DOI
10.1016/j.jclepro.2018.01.037

Summary
This paper researches the field of aquaponics and its respective technological innovation systems in a European context with attention given to a German case study as well as further afield in the global context. The paper details the current state of development and identifies the factors that encourage and discourage its future.

The methods for this research include an explorative literature review and interviews with field experts. The study starts out with general background literature on the development and challenges of aquaponics. General highlighted strategies to develop sustainable food systems include: (1) change the production process of food, (2) change food production technologies and (3) ideally pair these strategies with changes in consumer behaviour.

König et al. state that current aquaponics applications focuses on aquaculture, hydroponics, water quality, microbiology and engineering but go on to say that policy makers and actors involved in the technology are met with issues in finding practical guidelines for policy and business development. The historical background is detailed in section 1.2. Here, König et al. brings the reader’s attention to the infancy of the emerging technology.




König et al. propose a framework for aquaponics analysis as an emerging technological innovation system (TIS) based off Bergek et al. (commonly used throughout TIS papers).




Main findings – stakeholders have varying perceptions about the future development path, further complex systems management knowledge is required and it is unclear how to design institutional conditions to develop sustainable results.

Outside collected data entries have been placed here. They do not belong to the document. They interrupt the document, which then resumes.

/// Where happy clients are sent to leave a public review.
pub fn review_url(conn: &Connection, fallback: Option<&str>) -> Result<Option<String>> {
    let review = contacts(conn)?.google_review;
    if review.enabled && !review.place_id.trim().is_empty() {
        return Ok(Some(format!("{REVIEW_URL_BASE}{}", review.place_id.trim())));
    }
    let widget = google_widget(conn)?;
    if widget.enabled && !widget.place_id.trim().is_empty() {
        return Ok(Some(format!("{REVIEW_URL_BASE}{}", widget.place_id.trim())));
    }
    Ok(fallback.map(str::to_string))
}

/// Public look-and-feel served before anyone signs in.
#[skip_serializing_none]
#[derive(Debug, Clone, Serialize, PartialEq, Eq)]
pub struct Branding {
    pub design: DesignSettings,
    pub logo_url: Option<String>,
    pub contacts: ContactSettings,
}

pub fn branding(conn: &Connection) -> Result<Branding> {
    let design = match load(conn, "design")? {
        AdminSetting::Design(design) => design,
        _ => DesignSettings::default(),
    };
    let logo_url = match load(conn, "logo_url")? {
        AdminSetting::LogoUrl(logo) if !logo.url.is_empty() => Some(logo.url),
        _ => None,
    };
    Ok(Branding {
        design,
        logo_url,
        contacts: contacts(conn)?,
    })
}

#[cfg(test)]
mod tests {
    use super::*;
    use crate::db::memory_pool;
    use serde_json::json;

    #[test]
    fn settings_serialize_as_key_and_camel_case_value() {
        let setting = AdminSetting::GeneralSettings(GeneralSettings::default());
        let tagged = serde_json::to_value(&setting).unwrap();
        assert_eq!(tagged["key"], "general_settings");
        assert_eq!(tagged["value"]["globalSelectionLimit"], 150);
        assert_eq!(tagged["value"]["requireFeedback"], true);

        assert_eq!(setting.value().unwrap()["autoFinalizeEnabled"], false);
    }

    #[test]
    fn unknown_keys_and_bad_payloads_are_rejected() {
        assert!(matches!(
            AdminSetting::from_parts("theme", json!({})),
            Err(Error::Validation(msg)) if msg.contains("Unknown setting key")
        ));
        assert!(matches!(
            AdminSetting::from_parts("general_settings", json!({ "globalSelectionLimit": "lots" })),
            Err(Error::Validation(_))
        ));
    }

    #[test]
    fn partial_payloads_fill_in_defaults() {
        let setting = AdminSetting::from_parts("design", json!({ "fonts": { "bodyFont": "Lato" } }))
            .unwrap();
        let AdminSetting::Design(design) = setting else {
            panic!("expected design");
        };
        assert_eq!(design.fonts.body_font, "Lato");
        assert_eq!(design.fonts.heading_font, "Playfair Display");
        assert_eq!(design.colors.primary_color, "#D4AF37");
    }

    #[test]
    fn save_then_load_and_log() {
        let pool = memory_pool();
        let conn = pool.get().unwrap();

        assert_eq!(
            load(&conn, "google_widget").unwrap(),
            AdminSetting::GoogleWidget(GoogleWidget::default())
        );

        let widget = AdminSetting::GoogleWidget(GoogleWidget {
            place_id: "ChIJ123".into(),
            enabled: true,
        });
        save(&conn, &widget, Some("10.0.0.1".into())).unwrap();

        assert_eq!(load(&conn, "google_widget").unwrap(), widget);
        let logs = db::list_activity(&conn).unwrap();
        assert_eq!(logs[0].action, "setting_updated");
        assert_eq!(logs[0].details.as_ref().unwrap()["key"], "google_widget");
        assert_eq!(load_all(&conn).unwrap().len(), AdminSetting::KEYS.len());
    }

    #[test]
    fn general_limit_is_range_checked() {
        let pool = memory_pool();
        let conn = pool.get().unwrap();
        let general = AdminSetting::GeneralSettings(GeneralSettings {
            global_selection_limit: 0,
            ..Default::default()
        });
        assert!(matches!(save(&conn, &general, None), Err(Error::Validation(_))));
        assert_eq!(default_selection_limit(&conn, 150).unwrap(), 150);

        let general = AdminSetting::GeneralSettings(GeneralSettings {
            global_selection_limit: 80,
            ..Default::default()
        });
        save(&conn, &general, None).unwrap();
        assert_eq!(default_selection_limit(&conn, 150).unwrap(), 80);

        // unreadable or out-of-range stored payloads fall back to the configured limit
        for stored in [
            serde_json::json!({ "globalSelectionLimit": "lots" }),
            serde_json::json!({ "globalSelectionLimit": 5000 }),
        ] {
            db::set_setting(&conn, SettingsTable::Admin, "general_settings", &stored).unwrap();
            assert_eq!(default_selection_limit(&conn, 42).unwrap(), 42);
        }
    }

    #[test]
    fn review_url_prefers_contacts_then_widget_then_fallback() {
        let pool = memory_pool();
        let conn = pool.get().unwrap();
        assert_eq!(review_url(&conn, None).unwrap(), None);
        assert_eq!(
            review_url(&conn, Some("https://g.page/studio")).unwrap().as_deref(),
            Some("https://g.page/studio")
        );

        save(
            &conn,
            &AdminSetting::GoogleWidget(GoogleWidget {
                place_id: "WIDGET".into(),
                enabled: true,
            }),
            None,
        )
        .unwrap();
        assert_eq!(
            review_url(&conn, Some("https://g.page/studio")).unwrap().as_deref(),
            Some("https://search.google.com/local/writereview?placeid=WIDGET")
        );

        let mut contacts = ContactSettings::default();
        contacts.google_review.place_id = "CONTACT".into();
        save(&conn, &AdminSetting::Contacts(contacts), None).unwrap();
        assert_eq!(
            review_url(&conn, None).unwrap().as_deref(),
            Some("https://search.google.com/local/writereview?placeid=CONTACT")
        );
    }

    #[test]
    fn site_settings_stay_free_form() {
        let pool = memory_pool();
        let conn = pool.get().unwrap();

        assert!(matches!(get_site(&conn, "banner"), Err(Error::NotFound(_))));
        save_site(&conn, "banner", &json!(["a", { "b": 1 }]), None).unwrap();
        assert_eq!(get_site(&conn, "banner").unwrap().value, json!(["a", { "b": 1 }]));
        assert_eq!(list_site(&conn).unwrap().len(), 1);
        assert!(matches!(save_site(&conn, "  ", &json!(1), None), Err(Error::Validation(_))));
    }

    #[test]
    fn branding_hides_an_empty_logo() {
        let pool = memory_pool();
        let conn = pool.get().unwrap();
        let branding = branding(&conn).unwrap();
        assert!(branding.logo_url.is_none());
        assert_eq!(branding.design, DesignSettings::default());

        save(
            &conn,
            &AdminSetting::LogoUrl(LogoUrl {
                url: "data:image/png;base64,AAAA".into(),
            }),
            None,
        )
        .unwrap();
        assert!(super::branding(&conn).unwrap().logo_url.is_some());
    }
}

Relevance for Complex Systems Knowledge
This study is concerned with the emerging practice and technology of aquaponics and its respective TIS. As a result, it’s relevance to complex systems knowledge lies with energy systems and sustainability. Since aquaponics is still in its infancy, this study fits a niche of complex systems knowledge from the off. The Bergek et al. TIS functions are described with their relevance to aquaponics in sections 4.1 – 4.7. Here, a short discussion occurs on each of the seven TIS functions and may be useful point of reference for the teaching of aquaponics and its complex system analysis. Figures 1 & 2 also contribute to the understanding of this topic and could be utilised in course material relevant to the topic.

‘Section 3.3.1 Existing legal framework for aquaponics operations’ outlines the process by which König et al. analysed the legal and political barriers to the construction and operation of aquaponic farms, the commercialisation of products and the acquisition of agricultural subsidies from the EU, with a focus on Germany. This aspect of the research is a common requirement for energy systems research papers and may act as valuable replicable section to new studies.

A notable statement of the study: ‘Innovation research scholars have argued that innovation arises not only within the context of market failures and R&D input and output indicators, but also as a result of a broader systemic background of the environment, preconditions and processes of innovation development (Alkemade at al. 2007)’

Point of Strength
Aquaponics is a promising emerging technological solution to a number of sustainability issues – it is still in its infancy and requires further research similar to this for the procurement of better knowledge. König et al. state that current aquaponics applications focuses on aquaculture, hydroponics, water quality, microbiology and engineering but go on to say that policy makers and actors involved in the technology are met with issues in finding practical guidelines for policy and business development. Here lies a high quality study that offers a roadmap for further study and highlights the areas where this may be possible/required.

König et al. utilise high quality visual aids as seen in figures 1 & 2. This fits a call for more visual aids from other researchers in the field of TIS’s and would contribute to the teaching of complex systems.